Given the number of bits of the bloom filter (m) is 32, the optimal
value for the number of the hash functions (k) is 1 (ln2 * m/n = 0.74).

The single hash function is implemented as:

xxh32(name, strlen(name), EROFS_XATTR_FILTER_SEED + index)

where index represents the index of corresponding predefined short name

where `index`...



prefix, while name represents the name string after stripping the above
predefined name prefix.

The constant magic number EROFS_XATTR_FILTER_SEED, i.e. 0x25BBE08F, is
used to give a better spread when mapping these 30 extended attributes
into 32-bit bloom filter as:

bit 0: security.ima
bit 1:
bit 2: trusted.overlay.nlink
bit 3:
bit 4: user.overlay.nlink
bit 5: trusted.overlay.upper
bit 6: user.overlay.origin
bit 7: trusted.overlay.protattr
bit 8: security.apparmor
bit 9: user.overlay.protattr
bit 10: user.overlay.opaque
bit 11: security.selinux
bit 12: security.SMACK64TRANSMUTE
bit 13: security.SMACK64
bit 14: security.SMACK64MMAP
bit 15: user.overlay.impure
bit 16: security.SMACK64IPIN
bit 17: trusted.overlay.redirect
bit 18: trusted.overlay.origin
bit 19: security.SMACK64IPOUT
bit 20: trusted.overlay.opaque
bit 21: system.posix_acl_default
bit 22:
bit 23: user.mime_type
bit 24: trusted.overlay.impure
bit 25: security.SMACK64EXEC
bit 26: user.overlay.redirect
bit 27: user.overlay.upper
bit 28: security.evm
bit 29: security.capability
bit 30: system.posix_acl_access
bit 31: trusted.overlay.metacopy, user.overlay.metacopy

The h_name_filter field is introduced to the on-disk per-inode xattr
header to place the corresponding xattr name filter, where bit value 1
indicates non-existence for compatibility.

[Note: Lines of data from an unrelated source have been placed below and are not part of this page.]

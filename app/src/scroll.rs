//! Scroll-driven visibility of the desktop navbar.
//!
//! The bar hides after the page scrolls down more than
//! [`SCROLL_THRESHOLD_PX`] from the last anchor and comes back after the same
//! distance upwards. Hovering or focusing the bar always shows it.

/// Distance the page has to travel from the anchor before the bar reacts.
pub const SCROLL_THRESHOLD_PX: f64 = 50.0;

#[derive(Debug, Clone, Copy, PartialEq, Eq, Default)]
pub enum NavVisibility {
    #[default]
    Visible,
    Hidden,
}

impl NavVisibility {
    pub fn is_hidden(self) -> bool {
        self == Self::Hidden
    }

    /// Inline style for the bar's transform in this state.
    pub fn style(self) -> &'static str {
        match self {
            Self::Visible => {
                "transform: translateY(0%) scaleX(1); opacity: 1; transition: transform 200ms ease, opacity 200ms ease;"
            }
            Self::Hidden => {
                "transform: translateY(-90%) scaleX(0.95); opacity: 0.5; transition: transform 200ms ease, opacity 200ms ease;"
            }
        }
    }

    /// Bottom border width class.
    pub fn border_class(self) -> &'static str {
        match self {
            Self::Visible => "border-b-[1px]",
            Self::Hidden => "border-b-[5px]",
        }
    }
}

/// Input of one transition step.
#[derive(Debug, Clone, Copy, PartialEq, Default)]
pub struct ScrollInput {
    /// Offset at which the bar last reacted.
    pub anchor: f64,
    /// Current vertical scroll offset.
    pub offset: f64,
    /// Pointer is over the bar.
    pub hovered: bool,
    /// Focus is inside the bar.
    pub focused: bool,
}

/// Result of one transition step.
#[derive(Debug, Clone, Copy, PartialEq)]
pub struct ScrollStep {
    pub visibility: NavVisibility,
    pub anchor: f64,
}

/// Pure transition function of the visibility machine.
pub fn transition(current: NavVisibility, input: ScrollInput) -> ScrollStep {
    let delta = input.offset - input.anchor;

    let (mut visibility, anchor) = if delta.abs() > SCROLL_THRESHOLD_PX {
        let next = if delta > 0.0 {
            NavVisibility::Hidden
        } else {
            NavVisibility::Visible
        };
        (next, input.offset)
    } else {
        (current, input.anchor)
    };

    if input.hovered || input.focused {
        visibility = NavVisibility::Visible;
    }

    ScrollStep { visibility, anchor }
}

/// Visibility machine state for one mounted navbar.
///
/// Hover and focus are held as state, so a bar under the pointer stays
/// visible while the page keeps scrolling.
#[derive(Debug, Clone, Copy, PartialEq, Default)]
pub struct ScrollTracker {
    visibility: NavVisibility,
    anchor: f64,
    hovered: bool,
    focused: bool,
}

impl ScrollTracker {
    pub fn new() -> Self {
        Self::default()
    }

    pub fn visibility(&self) -> NavVisibility {
        self.visibility
    }

    pub fn anchor(&self) -> f64 {
        self.anchor
    }

    /// Feed a new scroll offset.
    pub fn on_scroll(&mut self, offset: f64) -> NavVisibility {
        self.apply(offset)
    }

    /// Pointer entered the bar.
    pub fn on_hover(&mut self) -> NavVisibility {
        self.hovered = true;
        self.apply(self.anchor)
    }

    /// Pointer left the bar.
    pub fn on_unhover(&mut self) -> NavVisibility {
        self.hovered = false;
        self.apply(self.anchor)
    }

    /// Focus moved into the bar.
    pub fn on_focus(&mut self) -> NavVisibility {
        self.focused = true;
        self.apply(self.anchor)
    }

    /// Focus left the bar.
    pub fn on_blur(&mut self) -> NavVisibility {
        self.focused = false;
        self.apply(self.anchor)
    }

    fn apply(&mut self, offset: f64) -> NavVisibility {
        let step = transition(
            self.visibility,
            ScrollInput {
                anchor: self.anchor,
                offset,
                hovered: self.hovered,
                focused: self.focused,
            },
        );
        self.visibility = step.visibility;
        self.anchor = step.anchor;
        self.visibility
    }
}
//! Site navigation bar.
//!
//! The desktop bar hides while the page scrolls down and offers a hover menu;
//! the mobile bar is a disclosure listing the same links.

use leptos::{ev, prelude::*};
use leptos_router::{components::A, hooks::use_location};

use crate::{
    icons::{Icon, IconKind},
    layout::{Layout, use_layout},
    menu::{HoverMenu, LinkStyle, MenuLink, MenuPanel},
    scroll::ScrollTracker,
    theme::ThemeToggle,
};

pub const SITE_NAME: &str = "mxnan";

/// The logo turns into an arrow on the home page.
pub fn shows_home_arrow(pathname: &str) -> bool {
    pathname == "/"
}

#[component]
pub fn Navbar() -> impl IntoView {
    let layout = use_layout();
    let location = use_location();
    let pathname = Signal::derive(move || location.pathname.get());

    move || match layout.get() {
        Layout::Mobile => view! { <MobileNav pathname=pathname /> }.into_any(),
        Layout::Desktop => view! { <DesktopNav pathname=pathname /> }.into_any(),
    }
}

#[component]
fn Logo(pathname: Signal<String>) -> impl IntoView {
    view! {
      <A href="/" attr:class="logo flex items-center font-bold text-lg" attr:aria-label="Home">
        {move || {
          if shows_home_arrow(&pathname.get()) {
            view! { <Icon kind=IconKind::ArrowDown class="w-6 h-6" /> }.into_any()
          } else {
            view! { <span>{SITE_NAME}</span> }.into_any()
          }
        }}
      </A>
    }
}

#[component]
pub fn DesktopNav(pathname: Signal<String>) -> impl IntoView {
    let tracker = RwSignal::new(ScrollTracker::new());
    let menu = RwSignal::new(HoverMenu::default());

    let handle = window_event_listener(ev::scroll, move |_| {
        let offset = window().scroll_y().unwrap_or_default();
        let current = tracker.get_untracked();
        let mut next = current;
        next.on_scroll(offset);
        if next != current {
            tracker.set(next);
        }
    });
    on_cleanup(move || handle.remove());

    let class = move || {
        format!(
            "desktop-nav fixed top-0 inset-x-0 z-50 flex items-center justify-between px-8 py-4 bg-white/80 dark:bg-neutral-950/80 backdrop-blur border-neutral-200 dark:border-neutral-800 {}",
            tracker.get().visibility().border_class()
        )
    };

    view! {
      <header
        class=class
        style=move || tracker.get().visibility().style()
        on:mouseenter=move |_| tracker.update(|t| {
          t.on_hover();
        })
        on:mouseleave=move |_| tracker.update(|t| {
          t.on_unhover();
        })
        on:focusin=move |_| tracker.update(|t| {
          t.on_focus();
        })
        on:focusout=move |_| tracker.update(|t| {
          t.on_blur();
        })
      >
        <Logo pathname=pathname />
        <nav
          class="hover-menu flex items-center gap-6"
          aria-label="Main"
          on:mouseleave=move |_| menu.update(HoverMenu::close)
        >
          {MenuPanel::ALL
            .into_iter()
            .map(|panel| view! { <MenuItem panel=panel menu=menu /> })
            .collect_view()}
        </nav>
        <ThemeToggle />
      </header>
    }
}

#[component]
fn MenuItem(panel: MenuPanel, menu: RwSignal<HoverMenu>) -> impl IntoView {
    let is_open = move || menu.get().is_open(panel);

    view! {
      <div class="menu-item relative" on:mouseenter=move |_| menu.update(|m| m.open(panel))>
        <button
          type="button"
          class="menu-trigger capitalize hover:opacity-80"
          aria-expanded=move || is_open().to_string()
          on:focus=move |_| menu.update(|m| m.open(panel))
        >
          {panel.label()}
        </button>
        <Show when=is_open>
          <div
            class="menu-panel absolute top-full left-1/2 -translate-x-1/2 mt-4 p-4 rounded-xl shadow-xl bg-white dark:bg-neutral-900 min-w-max"
            on:click=move |_| menu.update(HoverMenu::close)
          >
            <PanelLinks panel=panel />
          </div>
        </Show>
      </div>
    }
}

#[component]
fn PanelLinks(panel: MenuPanel) -> impl IntoView {
    let links = panel.links();
    let cards = links.iter().any(|l| matches!(l.style, LinkStyle::Card { .. }));
    let class = if cards { "grid grid-cols-2 gap-4" } else { "flex flex-col gap-2" };

    view! {
      <div class=class>
        {links
          .iter()
          .map(|link| match link.style {
            LinkStyle::Card { image } => view! { <ContentCard link=link image=image /> }.into_any(),
            LinkStyle::Hovered { icon } => view! { <HoveredLink link=link icon=icon /> }.into_any(),
          })
          .collect_view()}
      </div>
    }
}

#[component]
fn ContentCard(link: &'static MenuLink, image: &'static str) -> impl IntoView {
    view! {
      <A href=link.href attr:class="content-card block w-48 group">
        <img src=image alt=link.title class="rounded-md mb-2 w-full h-24 object-cover" />
        <h3 class="font-semibold group-hover:underline">{link.title}</h3>
        {link.description.map(|d| view! { <p class="text-xs text-gray-500 mt-1">{d}</p> })}
      </A>
    }
}

#[component]
fn HoveredLink(link: &'static MenuLink, icon: IconKind) -> impl IntoView {
    view! {
      <A href=link.href attr:class="hovered-link flex items-center justify-between gap-4 hover:translate-x-1 transition-transform">
        <span>{link.title}</span>
        <Icon kind=icon class="w-4 h-4" />
      </A>
    }
}

#[component]
pub fn MobileNav(pathname: Signal<String>) -> impl IntoView {
    let open = RwSignal::new(false);

    view! {
      <header class="mobile-nav fixed top-0 inset-x-0 z-50 bg-white dark:bg-neutral-950 border-b">
        <div class="flex items-center justify-between px-4 py-3">
          <Logo pathname=pathname />
          <div class="flex items-center gap-2">
            <ThemeToggle />
            <button
              type="button"
              class="menu-toggle p-2"
              aria-label="Toggle menu"
              aria-expanded=move || open.get().to_string()
              on:click=move |_| open.update(|o| *o = !*o)
            >
              {move || {
                let kind = if open.get() { IconKind::Close } else { IconKind::Menu };
                view! { <Icon kind=kind /> }
              }}
            </button>
          </div>
        </div>
        <Show when=move || open.get()>
          <nav class="mobile-menu px-4 pb-4 space-y-4" aria-label="Main" on:click=move |_| open.set(false)>
            {MenuPanel::ALL
              .into_iter()
              .map(|panel| {
                view! {
                  <div class="mobile-menu-section">
                    <h3 class="text-xs uppercase text-gray-500 mb-2">{panel.label()}</h3>
                    <ul class="space-y-1">
                      {panel
                        .links()
                        .iter()
                        .map(|link| {
                          view! {
                            <li>
                              <A href=link.href attr:class="block py-1">
                                {link.title}
                              </A>
                            </li>
                          }
                        })
                        .collect_view()}
                    </ul>
                  </div>
                }
              })
              .collect_view()}
          </nav>
        </Show>
      </header>
    }
}
//! Table of contents and the deferred panel hosting it.

use leptos::prelude::*;
use mxnan_core::TocEntry;

/// Render phase of a [`DeferredPanel`].
#[derive(Debug, Clone, Copy, PartialEq, Eq)]
pub enum PanelPhase {
    /// First render; the panel is omitted.
    Pending,
    /// Mounted in the browser; the panel is shown.
    Ready,
}

impl PanelPhase {
    /// Phase of the first render.
    pub fn initial(supports_deferred: bool) -> Self {
        if supports_deferred {
            Self::Pending
        } else {
            Self::Ready
        }
    }

    /// Phase after the component mounted.
    pub fn mounted(self) -> Self {
        Self::Ready
    }

    pub fn shows_panel(self) -> bool {
        self == Self::Ready
    }
}

/// Shows `children` only after mount when `supports_deferred` is set.
///
/// Effects never run during server rendering, so server output and the
/// first client render agree on the omitted panel.
#[component]
pub fn DeferredPanel(
    #[prop(default = true)] supports_deferred: bool,
    children: ChildrenFn,
) -> impl IntoView {
    let phase = RwSignal::new(PanelPhase::initial(supports_deferred));

    Effect::new(move |_| {
        let current = phase.get_untracked();
        if !current.shows_panel() {
            phase.set(current.mounted());
        }
    });

    view! { <Show when=move || phase.get().shows_panel()>{children()}</Show> }
}

/// One rendered line of the table of contents.
#[derive(Debug, Clone, PartialEq, Eq)]
pub struct TocRow {
    pub class: String,
    pub href: String,
    pub text: String,
}

impl TocRow {
    /// Indent `entry` relative to the shallowest heading level present.
    pub fn new(entry: TocEntry, min_level: u8) -> Self {
        let depth = entry.level.saturating_sub(min_level);
        Self {
            class: format!("toc-level-{depth} pl-{}", depth * 3),
            href: entry.href(),
            text: entry.text,
        }
    }
}

#[component]
pub fn TableOfContents(entries: Vec<TocEntry>) -> impl IntoView {
    if entries.is_empty() {
        return ().into_any();
    }

    let min_level = entries.iter().map(|e| e.level).min().unwrap_or(1);

    view! {
      <nav class="toc text-sm" aria-label="Table of contents">
        <h2 class="toc-title font-semibold mb-2">"On this page"</h2>
        <ul class="toc-list space-y-1">
          {entries
            .into_iter()
            .map(|entry| {
              let TocRow { class, href, text } = TocRow::new(entry, min_level);
              view! {
                <li class=class>
                  <a href=href class="toc-link hover:underline">
                    {text}
                  </a>
                </li>
              }
            })
            .collect_view()}
        </ul>
      </nav>
    }
    .into_any()
}

#[cfg(test)]
mod tests {
    use super::*;

    #[test]
    fn test_deferred_panel_waits_for_mount() {
        let phase = PanelPhase::initial(true);
        assert!(!phase.shows_panel());
        assert!(phase.mounted().shows_panel());
    }

    #[test]
    fn test_toc_row_indents_from_shallowest_level() {
        let row = TocRow::new(TocEntry::new(3, "Install", "install"), 2);
        assert_eq!(row.class, "toc-level-1 pl-3");
        assert_eq!(row.href, "#install");
        assert_eq!(row.text, "Install");

        let top = TocRow::new(TocEntry::new(2, "Intro", "intro"), 2);
        assert_eq!(top.class, "toc-level-0 pl-0");
    }

    #[test]
    fn test_without_deferral_panel_is_immediate() {
        assert!(PanelPhase::initial(false).shows_panel());
        assert_eq!(PanelPhase::Ready.mounted(), PanelPhase::Ready);
    }
}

This feature is indicated by EROFS_FEATURE_COMPAT_XATTR_FILTER
compatible feature bit.

Suggested-by: Alexander Larsson <alexl@xxxxxxxxxx>
Signed-off-by: Jingbo Xu <jefflexu@xxxxxxxxxxxxxxxxx>
---
fs/erofs/erofs_fs.h | 8 +++++++-
1 file changed, 7 insertions(+), 1 deletion(-)

diff --git a/fs/erofs/erofs_fs.h b/fs/erofs/erofs_fs.h
index 2c7b16e340fe..b4b6235fd720 100644
--- a/fs/erofs/erofs_fs.h
+++ b/fs/erofs/erofs_fs.h
@@ -13,6 +13,7 @@

#define EROFS_FEATURE_COMPAT_SB_CHKSUM 0x00000001
#define EROFS_FEATURE_COMPAT_MTIME 0x00000002
+#define EROFS_FEATURE_COMPAT_XATTR_FILTER 0x00000004

I'd suggest that if we could leave one reserved byte in the
superblock for now (and checking if it's 0) since
1) xattr filter feature is a compatible feature;
2) I'm not sure if the implementation could be changed.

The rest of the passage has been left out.